■ Task goal: Show each line of the records below where the word "SharedPredicate" occurs.

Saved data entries
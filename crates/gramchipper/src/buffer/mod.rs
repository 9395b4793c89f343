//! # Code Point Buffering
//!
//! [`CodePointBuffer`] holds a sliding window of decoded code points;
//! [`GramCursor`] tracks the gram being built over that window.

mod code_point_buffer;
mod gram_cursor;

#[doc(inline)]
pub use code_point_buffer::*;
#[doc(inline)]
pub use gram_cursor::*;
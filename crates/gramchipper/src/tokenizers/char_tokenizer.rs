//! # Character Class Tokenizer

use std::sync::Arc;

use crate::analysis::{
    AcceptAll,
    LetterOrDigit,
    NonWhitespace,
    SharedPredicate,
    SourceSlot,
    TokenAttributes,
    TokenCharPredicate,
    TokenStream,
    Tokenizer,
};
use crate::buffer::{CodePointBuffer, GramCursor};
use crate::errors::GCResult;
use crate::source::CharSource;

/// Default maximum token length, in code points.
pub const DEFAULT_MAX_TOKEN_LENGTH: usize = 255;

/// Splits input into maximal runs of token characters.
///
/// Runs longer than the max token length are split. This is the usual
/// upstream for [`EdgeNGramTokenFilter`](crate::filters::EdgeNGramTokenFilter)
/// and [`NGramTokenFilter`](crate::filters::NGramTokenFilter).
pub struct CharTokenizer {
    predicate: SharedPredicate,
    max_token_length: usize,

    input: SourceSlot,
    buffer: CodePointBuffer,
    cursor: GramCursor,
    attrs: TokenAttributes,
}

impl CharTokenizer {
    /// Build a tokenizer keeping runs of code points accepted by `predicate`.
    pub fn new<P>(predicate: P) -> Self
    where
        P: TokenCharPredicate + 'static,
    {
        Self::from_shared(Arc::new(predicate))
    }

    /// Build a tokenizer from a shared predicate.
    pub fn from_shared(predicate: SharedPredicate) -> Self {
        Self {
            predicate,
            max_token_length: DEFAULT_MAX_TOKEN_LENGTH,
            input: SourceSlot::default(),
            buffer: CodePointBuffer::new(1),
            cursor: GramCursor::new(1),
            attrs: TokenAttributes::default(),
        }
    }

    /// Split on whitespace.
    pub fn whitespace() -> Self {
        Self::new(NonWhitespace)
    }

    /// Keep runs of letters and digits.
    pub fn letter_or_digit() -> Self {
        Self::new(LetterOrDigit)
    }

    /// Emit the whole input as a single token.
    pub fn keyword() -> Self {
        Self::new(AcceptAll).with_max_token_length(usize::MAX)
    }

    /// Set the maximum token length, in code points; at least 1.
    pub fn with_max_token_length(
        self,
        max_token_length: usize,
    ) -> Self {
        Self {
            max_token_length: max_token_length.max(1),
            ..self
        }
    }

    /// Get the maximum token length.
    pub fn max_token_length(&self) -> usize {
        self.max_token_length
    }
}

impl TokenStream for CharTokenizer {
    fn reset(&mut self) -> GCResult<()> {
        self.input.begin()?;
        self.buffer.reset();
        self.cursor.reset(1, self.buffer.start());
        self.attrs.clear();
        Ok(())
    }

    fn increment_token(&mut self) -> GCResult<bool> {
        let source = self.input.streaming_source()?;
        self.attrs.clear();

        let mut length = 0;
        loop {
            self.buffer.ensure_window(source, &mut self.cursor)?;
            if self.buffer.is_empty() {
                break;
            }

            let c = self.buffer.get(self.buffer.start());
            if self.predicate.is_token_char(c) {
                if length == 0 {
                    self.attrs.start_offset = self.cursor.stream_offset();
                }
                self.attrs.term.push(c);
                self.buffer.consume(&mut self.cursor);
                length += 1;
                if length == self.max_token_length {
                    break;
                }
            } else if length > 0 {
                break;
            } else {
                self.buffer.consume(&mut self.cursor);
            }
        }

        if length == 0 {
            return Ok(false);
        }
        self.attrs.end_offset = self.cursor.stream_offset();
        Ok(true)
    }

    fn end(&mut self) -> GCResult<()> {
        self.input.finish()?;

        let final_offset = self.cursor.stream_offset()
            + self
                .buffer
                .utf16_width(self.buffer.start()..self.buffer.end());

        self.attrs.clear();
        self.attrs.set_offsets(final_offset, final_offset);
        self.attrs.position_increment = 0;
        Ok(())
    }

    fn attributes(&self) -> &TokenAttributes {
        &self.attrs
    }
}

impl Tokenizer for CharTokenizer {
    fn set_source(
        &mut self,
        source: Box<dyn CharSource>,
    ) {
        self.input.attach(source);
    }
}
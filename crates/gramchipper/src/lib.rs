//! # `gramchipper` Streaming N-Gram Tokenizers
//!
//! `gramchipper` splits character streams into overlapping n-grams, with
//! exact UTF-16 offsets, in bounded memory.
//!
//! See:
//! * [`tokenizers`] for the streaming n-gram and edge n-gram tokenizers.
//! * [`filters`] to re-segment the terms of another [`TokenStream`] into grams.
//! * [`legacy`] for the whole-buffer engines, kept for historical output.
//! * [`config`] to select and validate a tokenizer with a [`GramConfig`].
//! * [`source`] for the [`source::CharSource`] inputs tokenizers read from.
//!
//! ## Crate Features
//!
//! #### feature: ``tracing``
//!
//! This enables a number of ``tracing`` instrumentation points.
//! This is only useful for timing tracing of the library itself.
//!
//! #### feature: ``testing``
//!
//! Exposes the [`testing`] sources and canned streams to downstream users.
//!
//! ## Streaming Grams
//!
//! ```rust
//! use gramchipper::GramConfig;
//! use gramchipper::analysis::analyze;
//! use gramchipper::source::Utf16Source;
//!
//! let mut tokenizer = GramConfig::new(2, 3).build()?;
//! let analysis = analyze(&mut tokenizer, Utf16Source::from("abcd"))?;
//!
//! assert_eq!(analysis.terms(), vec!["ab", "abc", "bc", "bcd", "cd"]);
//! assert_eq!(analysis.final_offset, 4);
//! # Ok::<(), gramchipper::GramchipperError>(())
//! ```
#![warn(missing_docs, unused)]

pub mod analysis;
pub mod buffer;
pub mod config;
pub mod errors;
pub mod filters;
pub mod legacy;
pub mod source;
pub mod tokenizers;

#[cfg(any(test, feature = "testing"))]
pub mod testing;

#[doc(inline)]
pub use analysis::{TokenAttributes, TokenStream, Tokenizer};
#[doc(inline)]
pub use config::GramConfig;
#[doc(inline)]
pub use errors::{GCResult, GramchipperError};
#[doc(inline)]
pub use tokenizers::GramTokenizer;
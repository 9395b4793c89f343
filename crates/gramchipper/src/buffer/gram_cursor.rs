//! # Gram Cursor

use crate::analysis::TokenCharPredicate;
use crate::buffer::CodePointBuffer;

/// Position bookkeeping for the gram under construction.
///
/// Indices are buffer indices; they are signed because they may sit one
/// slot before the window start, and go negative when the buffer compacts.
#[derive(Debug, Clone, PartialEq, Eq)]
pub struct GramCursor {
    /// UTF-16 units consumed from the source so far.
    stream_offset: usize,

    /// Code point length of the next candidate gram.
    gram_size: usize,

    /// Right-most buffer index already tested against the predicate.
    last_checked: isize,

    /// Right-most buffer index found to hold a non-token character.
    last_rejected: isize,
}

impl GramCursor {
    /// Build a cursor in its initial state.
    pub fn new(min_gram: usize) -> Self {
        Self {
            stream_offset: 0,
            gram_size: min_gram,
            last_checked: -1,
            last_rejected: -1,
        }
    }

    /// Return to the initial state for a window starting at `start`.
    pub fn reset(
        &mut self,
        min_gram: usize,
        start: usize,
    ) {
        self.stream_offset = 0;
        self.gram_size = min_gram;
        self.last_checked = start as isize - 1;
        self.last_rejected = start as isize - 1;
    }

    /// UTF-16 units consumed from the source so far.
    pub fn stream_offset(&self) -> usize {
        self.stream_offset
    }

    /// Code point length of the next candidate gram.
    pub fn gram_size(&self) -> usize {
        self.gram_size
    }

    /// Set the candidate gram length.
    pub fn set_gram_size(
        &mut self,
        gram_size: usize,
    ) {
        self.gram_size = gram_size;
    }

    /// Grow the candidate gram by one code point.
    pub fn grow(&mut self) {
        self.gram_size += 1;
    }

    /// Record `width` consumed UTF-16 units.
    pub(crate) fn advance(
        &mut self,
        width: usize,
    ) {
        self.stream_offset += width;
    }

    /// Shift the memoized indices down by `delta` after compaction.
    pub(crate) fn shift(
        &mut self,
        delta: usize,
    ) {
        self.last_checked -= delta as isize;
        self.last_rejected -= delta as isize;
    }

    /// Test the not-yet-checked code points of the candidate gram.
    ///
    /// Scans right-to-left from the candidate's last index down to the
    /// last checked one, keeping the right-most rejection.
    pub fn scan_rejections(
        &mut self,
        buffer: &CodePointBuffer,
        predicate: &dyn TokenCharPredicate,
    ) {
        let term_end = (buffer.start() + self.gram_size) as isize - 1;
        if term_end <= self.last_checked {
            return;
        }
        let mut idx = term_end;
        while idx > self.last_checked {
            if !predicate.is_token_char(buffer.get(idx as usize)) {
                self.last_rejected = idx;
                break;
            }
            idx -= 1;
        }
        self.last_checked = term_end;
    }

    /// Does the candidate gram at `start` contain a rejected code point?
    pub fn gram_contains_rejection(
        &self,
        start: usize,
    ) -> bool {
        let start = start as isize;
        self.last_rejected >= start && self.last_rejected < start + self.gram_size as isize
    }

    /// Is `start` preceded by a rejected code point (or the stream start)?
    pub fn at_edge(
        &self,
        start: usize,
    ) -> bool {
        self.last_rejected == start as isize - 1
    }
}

■ Your response:
    SharedPredicate,
    predicate: SharedPredicate,
    pub fn from_shared(predicate: SharedPredicate) -> Self {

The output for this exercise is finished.